→ **ENTRIES SUPPLIED**:
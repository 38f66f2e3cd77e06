use anyhow::Context;
use clap::Parser;
use generator::profile::{write_synthetic_batch, GeneratorConfig};
use std::path::PathBuf;
use workflow::config::WorkflowConfig;
use workflow::runner::{write_report, write_results, Runner};

mod generator;
mod workflow;

#[derive(Parser)]
#[command(
    author,
    version,
    about = "Estimate the angle of arrival of a sound source from numbered stereo WAV files"
)]
struct Args {
    /// Parent directory of the audio files (1.wav, 2.wav, ...)
    #[arg(short, long)]
    directory: PathBuf,
    /// Number of audio files to process
    #[arg(short, long, required_unless_present = "synthesize")]
    number: Option<usize>,
    /// Load a workflow config from YAML
    #[arg(long)]
    workflow: Option<PathBuf>,
    /// Parallel estimation tasks (defaults to the available parallelism)
    #[arg(long)]
    workers: Option<usize>,
    /// Also write a JSON report with lags and confidences
    #[arg(long)]
    report: Option<PathBuf>,
    /// Write this many synthetic recordings into the directory instead of estimating
    #[arg(long)]
    synthesize: Option<usize>,
    /// Seed for synthetic recordings
    #[arg(long, default_value_t = 0)]
    seed: u64,
}

fn main() -> anyhow::Result<()> {
    env_logger::init();
    let args = Args::parse();

    let mut workflow_config = if let Some(path) = &args.workflow {
        WorkflowConfig::load(path)?
    } else {
        WorkflowConfig::from_args(args.workers)
    };
    if let Some(workers) = args.workers {
        workflow_config.workers = workers;
    }

    if let Some(count) = args.synthesize {
        let generator = GeneratorConfig {
            speed_of_sound: workflow_config.estimator.speed_of_sound,
            mic_distance: workflow_config.estimator.mic_distance,
            seed: args.seed,
            ..Default::default()
        };
        let angles = write_synthetic_batch(&args.directory, count, &generator)?;
        println!(
            "Wrote {} synthetic recordings to \"{}\"",
            angles.len(),
            args.directory.display()
        );
        return Ok(());
    }

    let number = args.number.context("--number is required")?;
    let runner = Runner::new(workflow_config.clone())?;
    println!("Start processing:\n");
    let result = runner.execute(&args.directory, number)?;

    let out_path = args.directory.join(&workflow_config.result_file);
    println!(
        "\nAll jobs finished! Writing results to \"{}\" ...\n",
        out_path.display()
    );
    write_results(&out_path, &result.records)?;

    if let Some(report) = &args.report {
        write_report(report, &result.records)?;
    }

    let metrics = result.metrics;
    log::info!(
        "processed {} recordings, {} failed, {} low confidence",
        metrics.processed,
        metrics.errors,
        metrics.low_confidence
    );

    Ok(())
}
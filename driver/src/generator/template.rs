use rand::Rng;
use std::f64::consts::PI;

/// Multi-tone burst with raised-cosine edges, defined in continuous time so
/// it can be sampled at any fractional delay.
#[derive(Debug, Clone)]
pub struct ToneBurst {
    /// `(frequency Hz, phase rad, amplitude)` triples.
    tones: Vec<(f64, f64, f64)>,
    start: f64,
    stop: f64,
    ramp: f64,
}

impl ToneBurst {
    pub fn new(tones: Vec<(f64, f64, f64)>, start: f64, stop: f64, ramp: f64) -> Self {
        Self {
            tones,
            start,
            stop,
            ramp,
        }
    }

    /// Random tones between 5% and 22% of the sample rate's Nyquist band.
    pub fn random<R: Rng>(rng: &mut R, sample_rate: u32, count: usize, start: f64, stop: f64) -> Self {
        let nyquist = sample_rate as f64 / 2.0;
        let amplitude = 0.8 / count.max(1) as f64;
        let tones = (0..count.max(1))
            .map(|_| {
                (
                    rng.gen_range(0.05..0.22) * nyquist,
                    rng.gen_range(0.0..2.0 * PI),
                    amplitude,
                )
            })
            .collect();
        Self::new(tones, start, stop, 0.01)
    }

    fn envelope(&self, t: f64) -> f64 {
        if t <= self.start || t >= self.stop {
            0.0
        } else if t < self.start + self.ramp {
            0.5 - 0.5 * (PI * (t - self.start) / self.ramp).cos()
        } else if t > self.stop - self.ramp {
            0.5 - 0.5 * (PI * (self.stop - t) / self.ramp).cos()
        } else {
            1.0
        }
    }

    pub fn sample(&self, t: f64) -> f64 {
        let envelope = self.envelope(t);
        if envelope == 0.0 {
            return 0.0;
        }
        envelope
            * self
                .tones
                .iter()
                .map(|&(freq, phase, amp)| amp * (2.0 * PI * freq * t + phase).sin())
                .sum::<f64>()
    }
}

#[cfg(test)]
mod tests {
    use super::*;

    #[test]
    fn burst_is_silent_outside_its_span() {
        let burst = ToneBurst::new(vec![(1_000.0, 0.5, 1.0)], 0.1, 0.2, 0.01);
        assert_eq!(burst.sample(0.05), 0.0);
        assert_eq!(burst.sample(0.25), 0.0);
        let mid = 0.15;
        assert!((burst.sample(mid) - (2.0 * PI * 1_000.0 * mid + 0.5).sin()).abs() < 1e-12);
    }
}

→ **TO DO**: Count the lines in the material above where the word "generator" occurs, and reply with nothing but the number.

→ **REPLY**: 5